Sweetie you are never alone.I have 3 myself.5,6,and 1. It's a great place to just have normal conversation with moms. I stay home fulltime and I get a lot of great ideas on here because my kids aren't in school yet

Whitney - posted on 05/28/2015

9

0

2

You need to set goals for yourself and work towards them. Personal goals to make you feel better about yourself. Once you feel better about yourself and your kids then everything will start playing out slowly for the best

Emily - posted on 05/26/2015

11

0

1

I completely second Floria's post. You are still young, you have plenty of life ahead of you to "do something" with! Definitely check into local colleges and government programs.
I do think you should look into seeing a therapist. It sounds like PPD to me as well--I had it, with both of my sons, and it really did feel like my life was over. Once you overcome that obstacle, you'll be able to think things through more clearly and move forward in the direction that you want to go.
And never think that you're "only good for" taking care of your children...those are precious lives that depend entirely on you for love and nurturing. That's the most important job a person can have.

Floria - posted on 05/25/2015

23

0

2

Hi Emily, I feel your pain and know what you are going through. I was in the same situation 20+ years ago. I got married at 23, had my first child a year later, and my second almost 2 years afterward. My senior year in high school all I wanted was to go to college. That dream still has not happened, however, I am disabled now so it isn't possible. If you truly want to 'do something with your life' (hate that saying, but there it is) look into your local college. I was able to get some college under my belt with the help of the school child care program. Check with the government, they have all kinds of programs to help young mothers get into and stay in college. As for your sister, kind of had the same thing to deal with only it was my brother who had the college education, and yes, I too was compared to him even back in my day. If you are not happy and not sure if you want to marry the man you are living with then maybe you need to talk to him about how you feel. I cannot guarantee he will respond well. It does sound like you could be having some postpartum depression which is nothing to be ashamed of. I dealt with that as well and went to a therapist, which helped. I wish you luck and hope you DO get to get a degree. Your life is only over if you let it be.

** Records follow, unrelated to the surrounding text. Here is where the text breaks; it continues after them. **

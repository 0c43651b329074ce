//! Vexel Text - streaming glyph layout
//!
//! This crate lays out a stream of characters into positioned glyph runs:
//! - Line breaking (none / per-glyph / word wrap) in a single pass
//! - Per-line and per-glyph geometry with justification
//! - Hit testing for cursor placement and drag selection
//! - A render emission boundary that yields placed glyphs without drawing
//!
//! Font loading and rasterization stay outside: collaborators supply glyph
//! metrics through the [`GlyphSource`] capability, optionally chained with a
//! single fallback face and fronted by a [`GlyphCache`].
//!
//! ## Quick Start
//!
//! ```
//! use vexel_text::{FallbackChain, LayoutParams, TextLayout, TextWrap, UniformSource, Vec2};
//!
//! let font = UniformSource::default();
//! let mut chain = FallbackChain::new(&font);
//!
//! let params = LayoutParams::new(16.0)
//!     .wrap(TextWrap::Word)
//!     .max_size(Vec2::new(240.0, f32::INFINITY));
//! let layout = TextLayout::build("Hello, world!", &mut chain, &params);
//!
//! assert_eq!(layout.lines.len(), 1);
//!
//! // Hand glyphs to a renderer, placed at an origin
//! for draw in layout.emit(Vec2::new(20.0, 20.0), None).unwrap() {
//!     let _instance = draw.instance();
//! }
//!
//! // Map a pointer position back to a character boundary
//! let hit = layout.hit_test(Vec2::new(12.0, 4.0));
//! assert!(hit.valid);
//! ```
//!
//! A finished [`TextLayout`] is immutable and safe to share; rebuild it when
//! the text or any layout parameter changes.

pub mod cache;
pub mod emit;
pub mod error;
pub mod font;
pub mod hit;
pub mod layout;

// Re-export main types
pub use cache::{CachedChain, GlyphCache};
pub use emit::{GlyphDraw, GlyphInstance};
pub use error::{TextError, TextResult};
pub use font::{FallbackChain, FontMetrics, GlyphMetrics, GlyphResolver, GlyphSource, UniformSource};
pub use hit::HitResult;
pub use layout::{
    LayoutParams, Line, PositionedGlyph, SelectionSpan, TextLayout, TextWrap,
};

// Re-export math types from vexel-core
pub use vexel_core::math::Vec2;
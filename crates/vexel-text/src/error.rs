/// Errors that can occur at the layout crate's fallible surfaces.
///
/// Layout construction itself never fails: missing glyphs, degenerate size
/// limits, and exhausted input are all normal outcomes.
#[derive(Debug, Clone, PartialEq, Eq)]
pub enum TextError {
    /// A glyph sub-range did not fit the layout's glyph buffer.
    InvalidRange {
        start: usize,
        end: usize,
        len: usize,
    },
}

impl std::fmt::Display for TextError {
    fn fmt(&self, f: &mut std::fmt::Formatter<'_>) -> std::fmt::Result {
        match self {
            TextError::InvalidRange { start, end, len } => write!(
                f,
                "Invalid glyph range: {}..{} (glyph count: {})",
                start, end, len
            ),
        }
    }
}

impl std::error::Error for TextError {}

/// Result type for text operations.
pub type TextResult<T> = Result<T, TextError>;
/// A finished, immutable text layout.
#[derive(Debug, Clone, PartialEq)]
pub struct TextLayout {
    /// Factor that converted font units to pixels for this build.
    pub scale: f32,
    /// Vertical distance between consecutive lines.
    pub line_height: f32,
    /// All placed glyphs in reading order, ending with the sentinel.
    pub glyphs: Vec<PositionedGlyph>,
    /// Lines top to bottom; their glyph ranges slice `glyphs` contiguously.
    pub lines: Vec<Line>,
    /// Maximum line width and sum of line heights.
    pub size: Vec2,
    /// Glyph indices matching the requested selection span.
    pub selection_glyphs: SelectionSpan,
    /// Line indices matching the requested selection span.
    pub selection_lines: SelectionSpan,
}

impl TextLayout {
    /// Lay out `text` with the given glyph resolver and parameters.
    ///
    /// This is the sole construction entry point. It never fails: missing
    /// glyphs occupy no space, degenerate size limits truncate, and running
    /// out of input is the normal termination signal.
    pub fn build<R: GlyphResolver>(text: &str, resolver: &mut R, params: &LayoutParams) -> Self {
        let font_metrics = resolver.font_metrics();
        let scale = font_metrics.scale(params.font_size);
        let line_height = font_metrics.line_height(params.font_size);
        let selection = params
            .selection
            .map(|(a, b)| if a <= b { (a, b) } else { (b, a) });

        let mut layout = TextLayout {
            scale,
            line_height,
            glyphs: Vec::new(),
            lines: Vec::new(),
            size: Vec2::ZERO,
            selection_glyphs: SelectionSpan::default(),
            selection_lines: SelectionSpan::default(),
        };

        let mut breaker = LineBreaker::new(text, resolver, params, scale, line_height);
        let mut open = OpenLine::default();

        while breaker.advance() {
            if let Some(kind) = breaker.broke {
                layout.close_line(&open, &breaker.view(), kind == BreakKind::Wrap, params.justify);
                open = OpenLine {
                    offset: breaker.offset,
                    glyph_start: layout.glyphs.len(),
                    index_start: breaker.index,
                };
            }

            let glyph_index = layout.glyphs.len();
            if let Some((start, end)) = selection {
                if breaker.index == start {
                    layout.selection_glyphs.start = Some(glyph_index);
                    layout.selection_lines.start = Some(layout.lines.len());
                }
                if breaker.index == end {
                    layout.selection_glyphs.end = Some(glyph_index);
                    layout.selection_lines.end = Some(layout.lines.len());
                }
            }

            layout.glyphs.push(PositionedGlyph {
                metrics: breaker.metrics,
                ch: breaker.ch,
                index: breaker.index,
                line: layout.lines.len(),
                offset: breaker.offset,
            });

            if breaker.eof {
                let mut view = breaker.view();
                if breaker.broke.is_some() {
                    // This step both broke and ended the stream: the final
                    // line holds only the sentinel and has no width.
                    view.line_width = 0.0;
                }
                layout.close_line(&open, &view, false, params.justify);
            }
        }

        layout
    }

    /// Measured size of `text` without keeping the layout around.
    pub fn measure<R: GlyphResolver>(text: &str, resolver: &mut R, params: &LayoutParams) -> Vec2 {
        Self::build(text, resolver, params).size
    }

    /// Close the line currently being assembled.
    ///
    /// Sets the glyph range end to the current glyph count (minus the
    /// breaking space when the break was a width wrap), sizes the line from
    /// the breaker's running width, then shifts the line and every glyph on
    /// it by the justification offset. The shift moves placement only; the
    /// measured width is untouched.
    fn close_line(&mut self, open: &OpenLine, breaker: &BreakerView, trim: bool, justify: f32) {
        let mut glyph_end = self.glyphs.len();
        if trim
            && glyph_end > open.glyph_start
            && self.glyphs[glyph_end - 1].ch == ' '
        {
            glyph_end -= 1;
        }

        let size = Vec2::new(breaker.line_width, self.line_height);
        let shift = -size.x * justify;
        for glyph in &mut self.glyphs[open.glyph_start..] {
            glyph.offset.x += shift;
        }

        self.lines.push(Line {
            offset: Vec2::new(open.offset.x + shift, open.offset.y),
            size,
            index_range: (open.index_start, breaker.index),
            glyph_range: (open.glyph_start, glyph_end),
        });
        self.size.x = self.size.x.max(size.x);
        self.size.y += size.y;
    }
}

Whitney - posted on 05/25/2015

9

0

2

I do understand I am only 26. I have 3 children 4, 5, 13 months. Your life isn't over.you just need to find your way and with kids it's difficult yes.but if you are strong enough to take care of them then when they are at school try taking a hobby up and that could lead to something else bigger and better

Brittny - posted on 05/24/2015

9

0

2

Hi emily first off i would like to introduce myself my name is brittny i'm new here to this site and i'm currently raising three children toddlers at that . I understand where you coming from i use to work long crazy hours but now i am currently a full time student and stay at home mom . Honestly it can be very stressful and especially when you tied down with kids while others doing as they please all i can say it will get better . Just because you didn't finish school and is not working doesn't mean you not good enough you're very blessed that you have a man that supports you while you stay home with the kids . If you always compare your life to other you're going to feel down i know because i use to do the same until i told myself i am good enough . You have the biggest responsibility raising those babies if your kids if people ask what you do all day you focusing on your home and kids i pray all get better.